Aumento Unicredit, cosa fare con diritti e azioni
Sono alcune delle domande che oggi popolano il forum di Finanzaonline, la prima comunità finanziaria online d’Italia, dove l’aumento di capitale della banca di piazza Cordusio è l’indiscusso catalizzatore dell’interesse di investitori e appassionati di finanza. Complici anche le complessità tecniche delle operazioni di ricapitalizzazione.
Da oggi i diritti per aderire all’aumento di capitale per l’acquisto di due nuove azioni Unicredit vengono trattati separamente dalle azioni. Cosa fare?
La teoria dice che gli operatori avrebbero dovuto orientarsi sulla base del confronto tra la quotazione in Borsa del diritto e il suo valore teorico (1,359 euro). Con il primo minore del secondo converrebbe infatti vendere azioni per poter sottoscrivere più diritti. In caso contrario, ossia se il diritto quotasse sopra il prezzo di Borsa, converrebbe vendere i diritti e tenere le azioni.
Questo sembra non avvenire. Diritto e azioni sono caduti rapidamente al di sotto dei valori rettificati da Borsa Italiana che indicavano i titoli ordinari a 2,622 euro mentre i diritti a 1,359 euro. All’ultima rilevazione i diritti venivano indicati a 0,9 euro mentre l’azione a 2,366 euro.
Cosa sta succedendo? Perché sia le azioni sia i diritti si muovono unicamente verso il basso?
Una spiegazione che appare convincente è quella che venerdì scorso ha fornito un’analista al Financial Times. Stimando che solo circa ¼ degli attuali azionisti di Unicredit eserciteranno i loro diritti, l’analista si aspettava per oggi un diluvio di diritti. Cioè proprio quanto sta puntualmente avvenendo.

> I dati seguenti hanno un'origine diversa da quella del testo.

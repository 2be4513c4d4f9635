//! Diagnostic module - Error reporting infrastructure.
//!
//! Provides types for turning a failure location into a readable report
//! with the offending source line and a caret under the reported column.
//!
//! # Examples
//!
//! ```
//! use quill_util::diagnostic::{Diagnostic, SourceSnippet};
//! use quill_util::Span;
//!
//! let diag = Diagnostic::error("unrecognized character '@'", Span::point(1, 9))
//!     .with_snippet(SourceSnippet::point("let x = @", 1, 9));
//! let report = diag.render();
//! assert!(report.starts_with("error: unrecognized character '@'"));
//! ```

use crate::Span;
use std::fmt;

/// A source code snippet for display in diagnostics
///
/// # Examples
///
/// ```
/// use quill_util::diagnostic::SourceSnippet;
///
/// let snippet = SourceSnippet::new("let x = 42;", 1, 5, 6, Some("variable name"));
/// assert!(snippet.format().contains("^ variable name"));
/// ```
#[derive(Clone, Debug, PartialEq, Eq)]
pub struct SourceSnippet {
    /// The source line content
    pub line: String,
    /// Line number (1-based)
    pub line_number: usize,
    /// Column where the issue starts (1-based)
    pub start_column: usize,
    /// Column where the issue ends (1-based, exclusive)
    pub end_column: usize,
    /// Optional label to display under the highlighted range
    pub label: Option<String>,
}

impl SourceSnippet {
    /// Create a new source snippet
    pub fn new(
        line: impl Into<String>,
        line_number: usize,
        start_column: usize,
        end_column: usize,
        label: Option<impl Into<String>>,
    ) -> Self {
        Self {
            line: line.into(),
            line_number,
            start_column,
            end_column,
            label: label.map(Into::into),
        }
    }

    /// Create a snippet highlighting a single column
    pub fn point(line: impl Into<String>, line_number: usize, column: usize) -> Self {
        Self {
            line: line.into(),
            line_number,
            start_column: column,
            end_column: column,
            label: None,
        }
    }

    /// Set the label for this snippet
    pub fn with_label(mut self, label: impl Into<String>) -> Self {
        self.label = Some(label.into());
        self
    }

    /// Format the snippet for display
    ///
    /// Returns the source line prefixed by its line number, followed by a
    /// caret line pointing at the highlighted range.
    pub fn format(&self) -> String {
        let line_num_width = self.line_number.to_string().len().max(3);
        let mut result = String::new();

        result.push_str(&format!(
            "{:>width$} | {}\n",
            self.line_number,
            self.line,
            width = line_num_width
        ));
        result.push_str(&format!("{:>width$} | ", "", width = line_num_width));

        let underline_start = self.start_column.saturating_sub(1);
        let underline_len = self.end_column.saturating_sub(self.start_column).max(1);

        result.push_str(&" ".repeat(underline_start));
        result.push_str(&"^".repeat(underline_len));

        if let Some(ref label) = self.label {
            result.push_str(&format!(" {}", label));
        }

        result
    }
}

/// An error report with its location
#[derive(Clone, Debug, PartialEq)]
pub struct Diagnostic {
    /// Main diagnostic message
    pub message: String,
    /// Source location
    pub span: Span,
    /// Additional notes for context
    pub notes: Vec<String>,
    /// Source code snippets for display
    pub snippets: Vec<SourceSnippet>,
}

impl Diagnostic {
    /// Create an error diagnostic
    pub fn error(message: impl Into<String>, span: Span) -> Self {
        Self {
            message: message.into(),
            span,
            notes: Vec::new(),
            snippets: Vec::new(),
        }
    }

    /// Add a note to the diagnostic
    pub fn with_note(mut self, note: impl Into<String>) -> Self {
        self.notes.push(note.into());
        self
    }

    /// Attach a source snippet
    pub fn with_snippet(mut self, snippet: SourceSnippet) -> Self {
        self.snippets.push(snippet);
        self
    }

    /// Render the full report: header, location, snippets, then notes.
    pub fn render(&self) -> String {
        let mut out = format!("error: {}\n", self.message);
        out.push_str(&format!("  --> {}\n", self.span));
        for snippet in &self.snippets {
            out.push_str(&snippet.format());
            out.push('\n');
        }
        for note in &self.notes {
            out.push_str(&format!("  = note: {}\n", note));
        }
        out
    }
}

impl fmt::Display for Diagnostic {
    fn fmt(&self, f: &mut fmt::Formatter<'_>) -> fmt::Result {
        write!(f, "error: {} at {}", self.message, self.span)
    }
}

/// Returns the text of the 1-based `line` in `source` without its line ending.
///
/// # Examples
///
/// ```
/// use quill_util::diagnostic::line_at;
///
/// assert_eq!(line_at("a\r\nb\nc", 2), Some("b"));
/// assert_eq!(line_at("a\nb", 3), None);
/// ```
pub fn line_at(source: &str, line: u32) -> Option<&str> {
    if line == 0 {
        return None;
    }
    source
        .split('\n')
        .nth(line as usize - 1)
        .map(|l| l.trim_end_matches('\r'))
}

Sulle percentuali di quanti aderiranno all’aumento è naturalmente possibile formulare tesi diverse da quelle dell’analista citato, ma i movimenti di questa mattina in Borsa sembrano indicare che anche qualora i diritti dovessero essere vantaggiosi dal punto di vista teorico la domanda potrebbe non essere tale da sostenerne i prezzi.
Consigli e operatività
La trattazione dei diritti avverrà da oggi fino al 20 gennaio.
Chi non fosse interessato all’esercizio del diritto deve quindi venderlo entro tale data, altrimenti successivamente sara’ privo di valore dato che dal 23 gennaio i diritti non saranno più quotati in Borsa.
E’ da rilevare inoltre che alcune banche potrebbero non procedere con vendite automatiche nell’ultimo giorno di trattazione. E in questo caso in mancanza di istruzioni da parte del cliente, il diritto verrebbe scaricato dalle posizioni in quanto privo di valore. Altri istituti di credito invece, in assenza di istruzioni da parte dei loro clienti, potrebbero procedere alla vendita diretta degli stessi nell’asta di apertura dell’ultimo giorno di negoziazione.